Sobrenatural Vol. 2: El hijo pródigo (título original: *Supernatural: Rising Son*) constituye una pieza fundamental dentro de la expansión narrativa en viñetas de la célebre franquicia televisiva creada por Eric Kripke. Publicado originalmente bajo el sello Wildstorm de DC Comics, este segundo volumen se aleja de la narrativa episódica convencional para profundizar en los cimientos de la mitología de los Winchester, situándose cronológicamente varios años antes de los eventos narrados en el episodio piloto de la serie de televisión.
La obra cuenta con un equipo creativo que garantiza la fidelidad al material original. El guion corre a cargo de Peter Johnson —quien fuera productor ejecutivo de la serie— y Rebecca Dessertine, lo que asegura que la voz de los personajes y la atmósfera de la obra sean coherentes con el canon establecido. El apartado visual es responsabilidad del dibujante Diego Olmos, cuyo estilo oscuro, anguloso y cargado de sombras complementa perfectamente el tono de horror urbano y *road movie* sobrenatural que define a la saga.
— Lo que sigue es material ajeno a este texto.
// ━━━━━━━━━━━━━━━━━━━━━━━━━━━━━━━━━━━━━━━━━━━━━━━━━━━━━━━━━━━━━━━━━━
// Stream parsing
// ━━━━━━━━━━━━━━━━━━━━━━━━━━━━━━━━━━━━━━━━━━━━━━━━━━━━━━━━━━━━━━━━━━

/// Mutable state carried across SSE chunks for one stream.
#[derive(Default)]
struct StreamState {
    started: bool,
    /// tool-call index → (call id, name, accumulated argument JSON).
    /// BTreeMap so close-out preserves declaration order.
    tool_calls: BTreeMap<u64, (String, String, String)>,
    finish_reason: Option<StopReason>,
    usage: TokenUsage,
}

fn map_finish_reason(s: &str) -> StopReason {
    match s {
        "tool_calls" => StopReason::ToolUse,
        "length" => StopReason::MaxTokens,
        "content_filter" => StopReason::StopSequence,
        _ => StopReason::EndTurn,
    }
}

/// Close any open tool-call buffers, in index order.
fn close_tool_calls(state: &mut StreamState) -> Vec<Result<ChatEvent>> {
    let calls = std::mem::take(&mut state.tool_calls);
    calls
        .into_values()
        .map(|(id, name, buf)| {
            let input = parse_tool_input(&name, &buf);
            Ok(ChatEvent::ToolUseEnd { id, name, input })
        })
        .collect()
}

fn parse_stream_data(state: &mut StreamState, data: &str) -> Vec<Result<ChatEvent>> {
    if data == "[DONE]" {
        let mut events = close_tool_calls(state);
        events.push(Ok(ChatEvent::MessageEnd {
            stop_reason: state.finish_reason.unwrap_or(StopReason::EndTurn),
            usage: std::mem::take(&mut state.usage),
        }));
        return events;
    }

    let json: Value = match serde_json::from_str(data) {
        Ok(v) => v,
        Err(_) => return Vec::new(),
    };

    let mut events: Vec<Result<ChatEvent>> = Vec::new();

    if !state.started {
        state.started = true;
        let message_id = json["id"].as_str().unwrap_or_default().to_string();
        events.push(Ok(ChatEvent::MessageStart { message_id }));
    }

    // The usage-only final chunk has an empty choices array.
    if let Some(u) = json.get("usage").filter(|u| !u.is_null()) {
        state.usage.input_tokens = u["prompt_tokens"].as_u64().unwrap_or(0) as u32;
        state.usage.output_tokens = u["completion_tokens"].as_u64().unwrap_or(0) as u32;
    }

    let Some(choice) = json["choices"].as_array().and_then(|c| c.first()) else {
        return events;
    };

    let delta = &choice["delta"];
    if let Some(text) = delta["content"].as_str() {
        if !text.is_empty() {
            events.push(Ok(ChatEvent::ContentDelta {
                text: text.to_string(),
            }));
        }
    }

    if let Some(tool_deltas) = delta["tool_calls"].as_array() {
        for td in tool_deltas {
            let index = td["index"].as_u64().unwrap_or(0);
            let entry = state
                .tool_calls
                .entry(index)
                .or_insert_with(|| (String::new(), String::new(), String::new()));

            if let Some(id) = td["id"].as_str() {
                entry.0 = id.to_string();
            }
            if let Some(name) = td["function"]["name"].as_str() {
                let first_sight = entry.1.is_empty();
                entry.1.push_str(name);
                if first_sight {
                    events.push(Ok(ChatEvent::ToolUseStart {
                        id: entry.0.clone(),
                        name: entry.1.clone(),
                    }));
                }
            }
            if let Some(args) = td["function"]["arguments"].as_str() {
                entry.2.push_str(args);
                events.push(Ok(ChatEvent::ToolUseDelta {
                    id: entry.0.clone(),
                    partial_input: args.to_string(),
                }));
            }
        }
    }

    if let Some(reason) = choice["finish_reason"].as_str() {
        state.finish_reason = Some(map_finish_reason(reason));
    }

    events
}

// ━━━━━━━━━━━━━━━━━━━━━━━━━━━━━━━━━━━━━━━━━━━━━━━━━━━━━━━━━━━━━━━━━━
// ProviderAdapter implementation
// ━━━━━━━━━━━━━━━━━━━━━━━━━━━━━━━━━━━━━━━━━━━━━━━━━━━━━━━━━━━━━━━━━━

#[async_trait::async_trait]
impl ProviderAdapter for OpenAiCompatAdapter {
    async fn chat(&self, params: &ChatParams) -> Result<BoxStream<'static, Result<ChatEvent>>> {
        let body = self.build_body(params);
        let url = format!("{}/chat/completions", self.base_url);

        let response = self
            .client
            .post(&url)
            .bearer_auth(&self.api_key)
            .header("content-type", "application/json")
            .header("x-trace-id", params.trace_id.to_string())
            .json(&body)
            .send()
            .await
            .map_err(|e| from_reqwest(PROVIDER_ID, e))?;

        let status = response.status();
        if !status.is_success() {
            let text = response.text().await.unwrap_or_default();
            return Err(status_error(PROVIDER_ID, status.as_u16(), &text));
        }

        let mut state = StreamState::default();
        Ok(sse_event_stream(PROVIDER_ID, response, move |data| {
            parse_stream_data(&mut state, data)
        }))
    }

    fn count_tokens(&self, messages: &[Message]) -> u32 {
        estimate_tokens(messages)
    }

    fn context_window(&self) -> u32 {
        self.context_window
    }

    fn supports_tool_use(&self) -> bool {
        true
    }

    fn provider_id(&self) -> &str {
        PROVIDER_ID
    }

    fn model(&self) -> &str {
        &self.model
    }
}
La trama de este segundo volumen se centra en una etapa crítica y poco explorada de la familia Winchester: la infancia y adolescencia temprana de Sam y Dean bajo la tutela de un John Winchester cada vez más obsesionado y consumido por su cruzada personal. Tras los eventos de *Sobrenatural: Orígenes* (el primer volumen), John ya ha aceptado su rol como cazador, pero en *El hijo pródigo*, la narrativa se enfoca en las consecuencias psicológicas y logísticas de criar a dos niños en moteles de carretera mientras se persiguen entidades demoníacas por todo el territorio estadounidense.
El núcleo del conflicto en este volumen gira en torno a la figura de Sam Winchester. A diferencia de Dean, quien ya muestra una lealtad inquebrantable hacia los métodos y la misión de su padre, Sam comienza a manifestar una resistencia natural a la vida de cazador. Sin embargo, el destino parece tener planes distintos para él. La historia explora una serie de visiones y eventos perturbadores que sugieren que Sam no es un niño ordinario. Una fuerza oscura y ancestral parece estar acechando al joven Winchester, no para destruirlo, sino para reclamarlo como parte de un diseño mucho más vasto y aterrador.
John Winchester, interpretado aquí como un hombre atormentado por el luto y la paranoia, se ve obligado a equilibrar su deseo de proteger a sus hijos con la necesidad de convertirlos en soldados. La tensión entre el amor paternal y el rigor militar es el motor emocional de la obra. El cómic detalla cómo John comienza a notar que las habilidades de Sam podrían ser la clave para encontrar al demonio que asesinó a su esposa, Mary, lo que plantea un dilema moral profundo: ¿debe usar a su propio hijo como cebo o herramienta de rastreo, o debe intentar darle la vida normal que el niño tanto anhela?
A lo largo de las páginas, los protagonistas recorren paisajes desoladores de la América profunda, enfrentándose a leyendas urbanas y criaturas del folclore que sirven como telón de fondo para el verdadero horror: la desintegración de la inocencia infantil. Dean Winchester asume aquí su papel de protector de Sam, una dinámica que define la serie de televisión y que en este cómic se explora en sus raíces más puras. Vemos a un Dean de quince años que debe madurar a la fuerza, actuando como puente entre la obsesión de su padre y la vulnerabilidad de su hermano menor.
Visualmente, el trabajo de Diego Olmos utiliza una paleta de colores apagados y una narrativa visual que enfatiza la claustrofobia de los espacios cerrados y la inmensidad amenazante de las carreteras nocturnas. El diseño de las criaturas evita los clichés del género, apostando por representaciones más viscerales y perturbadoras que refuerzan el peligro real al que se exponen los protagonistas.
*Sobrenatural Vol. 2* no es solo un complemento para los seguidores de la serie, sino un estudio de personajes sobre el trauma, el destino y los lazos de sangre. La obra logra expandir el universo de los Winchester sin caer en la redundancia, aportando matices necesarios sobre por qué Sam y Dean se convirtieron en los hombres que el público conoció años después. Es una crónica sobre el peso de un legado que ninguno de los hermanos eligió, pero del que ninguno puede escapar, marcada por la sombra de una profecía que empieza a cernirse sobre el "hijo pródigo" de la familia.